- **WORK TO BE COMPLETED**: Transcribe exactly the span of lines that begins the records and ends with the line holding "impl Graph for MemoryGraph", both boundary lines included.

- **EXERCISE INPUT**:
//! # Rivulet Memory
//!
//! Reference in-memory backend for the Rivulet SPARQL engine: a
//! capability-complete [`rivulet_core::Graph`] over an
//! insertion-ordered triple set, plus a dataset constructor whose
//! factory creates graphs on demand.
//!
//! The backend is deliberately simple (linear scans, keyword
//! matching for full-text search): it exists so the engine can be
//! exercised without external infrastructure, and as a template for
//! real backends.

pub mod store;

use async_trait::async_trait;
use futures::StreamExt;
use rivulet_core::{
    nested_loop, BindingStream, Capabilities, Dataset, FullTextMatch, FullTextOptions,
    FullTextStream, Graph, GraphError, GraphResult, Term, Triple, TriplePattern, TripleStream,
};
use std::sync::{Arc, RwLock};
use store::TripleStore;

/// An in-memory graph.
///
/// Cloning is cheap and shares the underlying store; streams handed
/// out own snapshots, so they stay valid across mutation.
#[derive(Clone)]
pub struct MemoryGraph {
    iri: Arc<str>,
    store: Arc<RwLock<TripleStore>>,
    bulk_union: bool,
}

impl MemoryGraph {
    pub fn new(iri: impl AsRef<str>) -> Self {
        Self {
            iri: Arc::from(iri.as_ref()),
            store: Arc::new(RwLock::new(TripleStore::new())),
            bulk_union: false,
        }
    }

    /// Advertise [`Capabilities::UNION`], routing the engine onto the
    /// bound-join strategy.
    pub fn with_bulk_union(mut self) -> Self {
        self.bulk_union = true;
        self
    }

    /// Seed the graph with triples.
    pub fn with_triples(self, triples: impl IntoIterator<Item = Triple>) -> Self {
        {
            let mut store = self.store.write().unwrap_or_else(|e| e.into_inner());
            for triple in triples {
                store.insert(triple);
            }
        }
        self
    }

    pub fn len(&self) -> usize {
        self.store.read().unwrap_or_else(|e| e.into_inner()).len()
    }

    pub fn is_empty(&self) -> bool {
        self.len() == 0
    }

    fn read(&self) -> std::sync::RwLockReadGuard<'_, TripleStore> {
        self.store.read().unwrap_or_else(|e| e.into_inner())
    }
}

#[async_trait]
impl Graph for MemoryGraph {
    fn iri(&self) -> Arc<str> {
        self.iri.clone()
    }

    fn capabilities(&self) -> Capabilities {
        let base = Capabilities::ESTIMATE | Capabilities::FULL_TEXT_SEARCH;
        if self.bulk_union {
            base | Capabilities::UNION
        } else {
            base
        }
    }

    async fn find(&self, pattern: &TriplePattern) -> GraphResult<TripleStream> {
        let matches = self.read().matching(pattern);
        Ok(futures::stream::iter(matches.into_iter().map(Ok)).boxed())
    }

    async fn insert(&self, triple: Triple) -> GraphResult<()> {
        self.store
            .write()
            .unwrap_or_else(|e| e.into_inner())
            .insert(triple);
        Ok(())
    }

    async fn delete(&self, triple: Triple) -> GraphResult<()> {
        self.store
            .write()
            .unwrap_or_else(|e| e.into_inner())
            .delete(&triple);
        Ok(())
    }

    async fn clear(&self) -> GraphResult<()> {
        self.store.write().unwrap_or_else(|e| e.into_inner()).clear();
        Ok(())
    }

    async fn estimate_cardinality(&self, pattern: &TriplePattern) -> GraphResult<usize> {
        Ok(self.read().matching(pattern).len())
    }

    fn eval_bgp(&self, bgp: &[TriplePattern]) -> BindingStream {
        nested_loop::eval_bgp(self.clone(), bgp.to_vec())
    }

    async fn full_text_search(
        &self,
        pattern: &TriplePattern,
        variable: &str,
        keywords: &[String],
        options: &FullTextOptions,
    ) -> GraphResult<FullTextStream> {
        if keywords.is_empty() {
            return Err(GraphError::Backend("empty keyword list".into()));
        }
        let lowered: Vec<String> = keywords.iter().map(|k| k.to_lowercase()).collect();
        let mut scored: Vec<(f64, Triple)> = Vec::new();
        for triple in self.read().matching(pattern) {
            let Some(text) = searched_text(&triple, pattern, variable) else {
                continue;
            };
            let text = text.to_lowercase();
            let hits = lowered.iter().filter(|k| text.contains(*k)).count();
            if hits == 0 || (options.match_all && hits < lowered.len()) {
                continue;
            }
            scored.push((hits as f64 / lowered.len() as f64, triple));
        }
        scored.sort_by(|(a, _), (b, _)| b.partial_cmp(a).unwrap_or(std::cmp::Ordering::Equal));

        let options = options.clone();
        let hits: Vec<GraphResult<FullTextMatch>> = scored
            .into_iter()
            .enumerate()
            .filter(move |(rank, (score, _))| {
                options.min_score.map_or(true, |min| *score >= min)
                    && options.max_score.map_or(true, |max| *score <= max)
                    && options.min_rank.map_or(true, |min| *rank >= min)
                    && options.max_rank.map_or(true, |max| *rank <= max)
            })
            .map(|(rank, (score, triple))| {
                Ok(FullTextMatch {
                    triple,
                    score: Some(score),
                    rank: Some(rank),
                })
            })
            .collect();
        Ok(futures::stream::iter(hits).boxed())
    }
}

/// The literal text at the searched variable's position.
fn searched_text<'a>(
    triple: &'a Triple,
    pattern: &TriplePattern,
    variable: &str,
) -> Option<&'a str> {
    let term = if pattern.subject == Term::var(variable) {
        &triple.subject
    } else if pattern.object == Term::var(variable) {
        &triple.object
    } else if pattern.predicate.as_term() == Some(&Term::var(variable)) {
        &triple.predicate
    } else {
        return None;
    };
    match term {
        Term::Literal(lit) => Some(&lit.value),
        _ => None,
    }
}

/// A dataset over memory graphs whose factory creates named graphs on
/// demand.
pub fn memory_dataset() -> Dataset {
    Dataset::new(Arc::new(MemoryGraph::new("urn:x-rivulet:default")))
        .with_factory(Arc::new(|iri: Arc<str>| {
            Arc::new(MemoryGraph::new(iri.as_ref())) as Arc<dyn Graph>
        }))
}

#[cfg(test)]
mod tests {
    use super::*;

    fn triple(s: &str, p: &str, o: Term) -> Triple {
        Triple::new(Term::iri(s), Term::iri(p), o)
    }

    #[tokio::test]
    async fn test_find_with_wildcards() {
        let graph = MemoryGraph::new("urn:g").with_triples(vec![
            triple("urn:a", "urn:p", Term::integer(1)),
            triple("urn:b", "urn:q", Term::integer(2)),
        ]);
        let pattern = TriplePattern::new(Term::var("s"), Term::iri("urn:p"), Term::var("o"));
        let found: Vec<_> = graph.find(&pattern).await.unwrap().collect().await;
        assert_eq!(found.len(), 1);
    }

    #[tokio::test]
    async fn test_full_text_search_scores_and_ranks() {
        let graph = MemoryGraph::new("urn:g").with_triples(vec![
            triple("urn:a", "urn:title", Term::literal("neural networks for RDF")),
            triple("urn:b", "urn:title", Term::literal("neural processing")),
            triple("urn:c", "urn:title", Term::literal("database systems")),
        ]);
        let pattern = TriplePattern::new(Term::var("s"), Term::iri("urn:title"), Term::var("t"));
        let hits: Vec<FullTextMatch> = graph
            .full_text_search(
                &pattern,
                "t",
                &["neural".into(), "networks".into()],
                &FullTextOptions::default(),
            )
            .await
            .unwrap()
            .collect::<Vec<_>>()
            .await
            .into_iter()
            .collect::<GraphResult<_>>()
            .unwrap();
        assert_eq!(hits.len(), 2);
        assert_eq!(hits[0].rank, Some(0));
        assert_eq!(hits[0].score, Some(1.0));
        assert_eq!(hits[1].score, Some(0.5));
    }

    #[tokio::test]
    async fn test_match_all_requires_every_keyword() {
        let graph = MemoryGraph::new("urn:g").with_triples(vec![triple(
            "urn:a",
            "urn:title",
            Term::literal("neural processing"),
        )]);
        let pattern = TriplePattern::new(Term::var("s"), Term::iri("urn:title"), Term::var("t"));
        let options = FullTextOptions {
            match_all: true,
            ..FullTextOptions::default()
        };
        let hits: Vec<_> = graph
            .full_text_search(&pattern, "t", &["neural".into(), "networks".into()], &options)
            .await
            .unwrap()
            .collect()
            .await;
        assert!(hits.is_empty());
    }

    #[test]
    fn test_memory_dataset_factory_creates_graphs() {
        let dataset = memory_dataset();
        assert!(dataset.create_graph("urn:g1").is_ok());
        assert!(dataset.has_named_graph("urn:g1"));
    }
}
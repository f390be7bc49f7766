//! # Rivulet Query
//!
//! Streaming SPARQL 1.1 execution core.
//!
//! This crate provides:
//! - A [`planner::PlanBuilder`] that compiles parsed queries into
//!   lazy pipelines of solution mappings
//! - The stage library behind it: BGP evaluation with bound join and
//!   full-text magic triples, Glushkov property paths, OPTIONAL /
//!   MINUS / UNION / GRAPH / SERVICE / FILTER / BIND, grouping and
//!   aggregation, ORDER BY, DISTINCT
//! - The SPARQL expression evaluator with custom function and
//!   aggregate registration
//! - A semantic BGP cache with subset matching and a first-committer
//!   write protocol
//! - An update engine for INSERT / DELETE / LOAD / graph management
//!
//! ## Quick start
//!
//! Bind a [`rivulet_core::Dataset`] into a `PlanBuilder`, then call
//! `build` with a parsed [`rivulet_core::Query`] and consume the
//! returned [`results::QueryResults`].

pub mod aggregate;
pub mod bgp;
pub mod bind;
pub mod bound_join;
pub mod cache;
pub mod construct;
pub mod context;
pub mod distinct;
pub mod error;
pub mod eval;
pub mod filter;
pub mod fulltext;
pub mod graph;
pub mod hints;
pub mod minus;
pub mod optional;
pub mod options;
pub mod path;
pub mod pipeline;
pub mod planner;
pub mod results;
pub mod service;
pub mod sort;
pub mod stage;
pub mod union;
pub mod update;
pub mod values;

// Re-exports
pub use cache::{BgpCache, BgpKey, WriterId};
pub use context::{ExecutionContext, GraphSelection, HintMap};
pub use error::{QueryError, Result};
pub use eval::{CompiledExpression, CustomAggregate, CustomFunction, FunctionRegistry};
pub use fulltext::{FullTextQuery, SEARCH_NAMESPACE};
pub use hints::HINT_NAMESPACE;
pub use options::EngineOptions;
pub use pipeline::SolutionStream;
pub use planner::{Optimizer, Plan, PlanBuilder, QueryParser};
pub use results::QueryResults;
pub use service::ServiceClient;
pub use stage::StageBuilder;
pub use update::{GraphLoader, UpdatePlan};

#[cfg(test)]
pub(crate) mod test_support {
    use async_trait::async_trait;
    use futures::StreamExt;
    use rivulet_core::{
        nested_loop, BindingStream, Graph, GraphError, GraphResult, Triple, TriplePattern,
        TripleStream,
    };
    use std::sync::Arc;

    /// A graph with nothing in it, for context-level unit tests.
    #[derive(Default, Clone)]
    pub struct EmptyGraph;

    #[async_trait]
    impl Graph for EmptyGraph {
        fn iri(&self) -> Arc<str> {
            Arc::from("urn:x-rivulet:empty")
        }

        async fn find(&self, _pattern: &TriplePattern) -> GraphResult<TripleStream> {
            Ok(futures::stream::empty().boxed())
        }

        async fn insert(&self, _triple: Triple) -> GraphResult<()> {
            Err(GraphError::ReadOnly)
        }

        async fn delete(&self, _triple: Triple) -> GraphResult<()> {
            Err(GraphError::ReadOnly)
        }

        async fn clear(&self) -> GraphResult<()> {
            Err(GraphError::ReadOnly)
        }

        async fn estimate_cardinality(&self, _pattern: &TriplePattern) -> GraphResult<usize> {
            Ok(0)
        }

        fn eval_bgp(&self, bgp: &[TriplePattern]) -> BindingStream {
            nested_loop::eval_bgp(self.clone(), bgp.to_vec())
        }
    }
}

- **EXERCISE SOLUTION**:
//! # Rivulet Memory
//!
//! Reference in-memory backend for the Rivulet SPARQL engine: a
//! capability-complete [`rivulet_core::Graph`] over an
//! insertion-ordered triple set, plus a dataset constructor whose
//! factory creates graphs on demand.
//!
//! The backend is deliberately simple (linear scans, keyword
//! matching for full-text search): it exists so the engine can be
//! exercised without external infrastructure, and as a template for
//! real backends.

pub mod store;

use async_trait::async_trait;
use futures::StreamExt;
use rivulet_core::{
    nested_loop, BindingStream, Capabilities, Dataset, FullTextMatch, FullTextOptions,
    FullTextStream, Graph, GraphError, GraphResult, Term, Triple, TriplePattern, TripleStream,
};
use std::sync::{Arc, RwLock};
use store::TripleStore;

/// An in-memory graph.
///
/// Cloning is cheap and shares the underlying store; streams handed
/// out own snapshots, so they stay valid across mutation.
#[derive(Clone)]
pub struct MemoryGraph {
    iri: Arc<str>,
    store: Arc<RwLock<TripleStore>>,
    bulk_union: bool,
}

impl MemoryGraph {
    pub fn new(iri: impl AsRef<str>) -> Self {
        Self {
            iri: Arc::from(iri.as_ref()),
            store: Arc::new(RwLock::new(TripleStore::new())),
            bulk_union: false,
        }
    }

    /// Advertise [`Capabilities::UNION`], routing the engine onto the
    /// bound-join strategy.
    pub fn with_bulk_union(mut self) -> Self {
        self.bulk_union = true;
        self
    }

    /// Seed the graph with triples.
    pub fn with_triples(self, triples: impl IntoIterator<Item = Triple>) -> Self {
        {
            let mut store = self.store.write().unwrap_or_else(|e| e.into_inner());
            for triple in triples {
                store.insert(triple);
            }
        }
        self
    }

    pub fn len(&self) -> usize {
        self.store.read().unwrap_or_else(|e| e.into_inner()).len()
    }

    pub fn is_empty(&self) -> bool {
        self.len() == 0
    }

    fn read(&self) -> std::sync::RwLockReadGuard<'_, TripleStore> {
        self.store.read().unwrap_or_else(|e| e.into_inner())
    }
}

#[async_trait]
impl Graph for MemoryGraph {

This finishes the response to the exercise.